> Directions for this task:
The lines wanted run from the first one below through the one with "car.brake.front_hose_connected = true;". Return them exactly.

Stored data entries:
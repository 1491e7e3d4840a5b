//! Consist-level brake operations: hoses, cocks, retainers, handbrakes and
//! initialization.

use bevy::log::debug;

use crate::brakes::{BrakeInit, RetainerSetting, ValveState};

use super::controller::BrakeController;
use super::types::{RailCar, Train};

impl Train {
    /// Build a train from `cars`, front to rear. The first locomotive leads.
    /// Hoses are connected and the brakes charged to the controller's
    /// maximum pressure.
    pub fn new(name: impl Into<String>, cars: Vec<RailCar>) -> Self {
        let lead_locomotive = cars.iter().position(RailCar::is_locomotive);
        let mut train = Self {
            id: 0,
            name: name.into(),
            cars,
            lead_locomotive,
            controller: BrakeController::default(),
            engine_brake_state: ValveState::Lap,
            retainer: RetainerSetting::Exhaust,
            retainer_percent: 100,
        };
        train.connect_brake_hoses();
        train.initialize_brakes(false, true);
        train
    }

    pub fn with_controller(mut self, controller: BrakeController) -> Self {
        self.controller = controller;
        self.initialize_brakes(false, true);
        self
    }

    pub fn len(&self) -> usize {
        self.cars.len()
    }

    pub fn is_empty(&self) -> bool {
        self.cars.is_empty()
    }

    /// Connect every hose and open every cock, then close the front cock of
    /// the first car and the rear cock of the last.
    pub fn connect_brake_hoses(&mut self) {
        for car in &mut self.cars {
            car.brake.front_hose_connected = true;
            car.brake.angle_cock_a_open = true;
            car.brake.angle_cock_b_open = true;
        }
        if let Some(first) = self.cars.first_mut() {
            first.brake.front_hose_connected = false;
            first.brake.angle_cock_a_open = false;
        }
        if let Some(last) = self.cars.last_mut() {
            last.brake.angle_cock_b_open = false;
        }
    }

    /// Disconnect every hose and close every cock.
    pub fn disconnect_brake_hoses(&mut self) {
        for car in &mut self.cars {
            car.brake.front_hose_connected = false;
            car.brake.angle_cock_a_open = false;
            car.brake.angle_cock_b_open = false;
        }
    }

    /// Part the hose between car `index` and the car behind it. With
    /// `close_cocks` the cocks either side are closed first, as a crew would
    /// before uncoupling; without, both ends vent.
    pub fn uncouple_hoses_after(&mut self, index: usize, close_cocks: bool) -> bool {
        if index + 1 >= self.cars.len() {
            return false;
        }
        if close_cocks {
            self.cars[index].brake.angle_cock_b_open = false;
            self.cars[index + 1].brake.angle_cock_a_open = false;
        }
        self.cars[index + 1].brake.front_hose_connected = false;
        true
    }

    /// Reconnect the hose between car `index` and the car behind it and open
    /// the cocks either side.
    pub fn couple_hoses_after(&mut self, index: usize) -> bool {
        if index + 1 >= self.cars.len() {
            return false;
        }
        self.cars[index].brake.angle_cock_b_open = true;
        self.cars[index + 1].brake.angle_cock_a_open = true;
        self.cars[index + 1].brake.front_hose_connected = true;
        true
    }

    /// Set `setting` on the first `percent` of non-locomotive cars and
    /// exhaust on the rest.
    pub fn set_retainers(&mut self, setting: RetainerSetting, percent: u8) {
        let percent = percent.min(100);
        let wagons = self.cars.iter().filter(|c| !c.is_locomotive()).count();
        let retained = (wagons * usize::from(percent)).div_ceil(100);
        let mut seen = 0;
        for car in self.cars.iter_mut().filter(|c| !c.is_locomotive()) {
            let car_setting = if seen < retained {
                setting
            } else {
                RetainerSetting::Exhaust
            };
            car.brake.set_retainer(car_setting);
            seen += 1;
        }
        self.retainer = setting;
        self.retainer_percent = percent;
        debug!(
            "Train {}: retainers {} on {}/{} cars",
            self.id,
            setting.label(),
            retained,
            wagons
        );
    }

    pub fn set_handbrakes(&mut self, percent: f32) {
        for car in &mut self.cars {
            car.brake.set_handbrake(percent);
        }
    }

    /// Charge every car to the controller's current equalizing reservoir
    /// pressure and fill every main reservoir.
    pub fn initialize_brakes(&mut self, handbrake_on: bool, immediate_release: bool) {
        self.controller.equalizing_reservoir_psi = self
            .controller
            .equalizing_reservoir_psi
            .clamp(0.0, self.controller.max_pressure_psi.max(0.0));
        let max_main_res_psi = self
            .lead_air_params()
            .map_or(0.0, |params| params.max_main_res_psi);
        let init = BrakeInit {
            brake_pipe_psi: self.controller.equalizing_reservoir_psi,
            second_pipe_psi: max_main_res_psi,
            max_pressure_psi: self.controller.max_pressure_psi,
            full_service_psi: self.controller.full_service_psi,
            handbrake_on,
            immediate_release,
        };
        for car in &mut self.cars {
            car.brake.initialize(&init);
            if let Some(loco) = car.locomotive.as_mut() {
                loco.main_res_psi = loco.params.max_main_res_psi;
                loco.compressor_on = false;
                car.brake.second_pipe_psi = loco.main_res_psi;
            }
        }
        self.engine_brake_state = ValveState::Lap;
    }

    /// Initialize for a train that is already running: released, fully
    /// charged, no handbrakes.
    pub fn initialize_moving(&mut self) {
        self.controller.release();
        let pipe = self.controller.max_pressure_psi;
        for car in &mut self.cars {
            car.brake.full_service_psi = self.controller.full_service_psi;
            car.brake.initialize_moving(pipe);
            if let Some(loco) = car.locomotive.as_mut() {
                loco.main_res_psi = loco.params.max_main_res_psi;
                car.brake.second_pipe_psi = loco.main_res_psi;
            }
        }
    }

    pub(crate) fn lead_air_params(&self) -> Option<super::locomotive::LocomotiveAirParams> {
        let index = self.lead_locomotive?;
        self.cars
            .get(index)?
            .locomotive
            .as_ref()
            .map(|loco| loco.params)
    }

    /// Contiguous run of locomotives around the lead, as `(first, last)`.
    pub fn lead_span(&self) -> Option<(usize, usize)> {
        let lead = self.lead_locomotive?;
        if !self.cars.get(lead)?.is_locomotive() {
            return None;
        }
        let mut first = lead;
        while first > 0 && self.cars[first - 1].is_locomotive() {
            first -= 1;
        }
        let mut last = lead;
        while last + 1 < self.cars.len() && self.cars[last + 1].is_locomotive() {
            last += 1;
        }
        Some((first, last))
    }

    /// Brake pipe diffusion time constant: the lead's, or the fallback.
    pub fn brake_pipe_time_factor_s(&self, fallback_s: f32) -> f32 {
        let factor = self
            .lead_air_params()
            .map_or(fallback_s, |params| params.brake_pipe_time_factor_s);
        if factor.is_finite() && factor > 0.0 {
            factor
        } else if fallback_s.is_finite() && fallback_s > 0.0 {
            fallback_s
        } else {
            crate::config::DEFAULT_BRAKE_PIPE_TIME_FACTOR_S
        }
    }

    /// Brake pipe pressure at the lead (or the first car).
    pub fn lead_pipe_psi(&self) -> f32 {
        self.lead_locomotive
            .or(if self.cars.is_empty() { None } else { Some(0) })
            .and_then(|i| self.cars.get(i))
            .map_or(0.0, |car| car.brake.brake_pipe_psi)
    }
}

> Reply to the exercise:
repository 1491e7e3d4840a5b
//! Consist-level brake operations: hoses, cocks, retainers, handbrakes and
//! initialization.

use bevy::log::debug;

use crate::brakes::{BrakeInit, RetainerSetting, ValveState};

use super::controller::BrakeController;
use super::types::{RailCar, Train};

impl Train {
    /// Build a train from `cars`, front to rear. The first locomotive leads.
    /// Hoses are connected and the brakes charged to the controller's
    /// maximum pressure.
    pub fn new(name: impl Into<String>, cars: Vec<RailCar>) -> Self {
        let lead_locomotive = cars.iter().position(RailCar::is_locomotive);
        let mut train = Self {
            id: 0,
            name: name.into(),
            cars,
            lead_locomotive,
            controller: BrakeController::default(),
            engine_brake_state: ValveState::Lap,
            retainer: RetainerSetting::Exhaust,
            retainer_percent: 100,
        };
        train.connect_brake_hoses();
        train.initialize_brakes(false, true);
        train
    }

    pub fn with_controller(mut self, controller: BrakeController) -> Self {
        self.controller = controller;
        self.initialize_brakes(false, true);
        self
    }

    pub fn len(&self) -> usize {
        self.cars.len()
    }

    pub fn is_empty(&self) -> bool {
        self.cars.is_empty()
    }

    /// Connect every hose and open every cock, then close the front cock of
    /// the first car and the rear cock of the last.
    pub fn connect_brake_hoses(&mut self) {
        for car in &mut self.cars {
            car.brake.front_hose_connected = true;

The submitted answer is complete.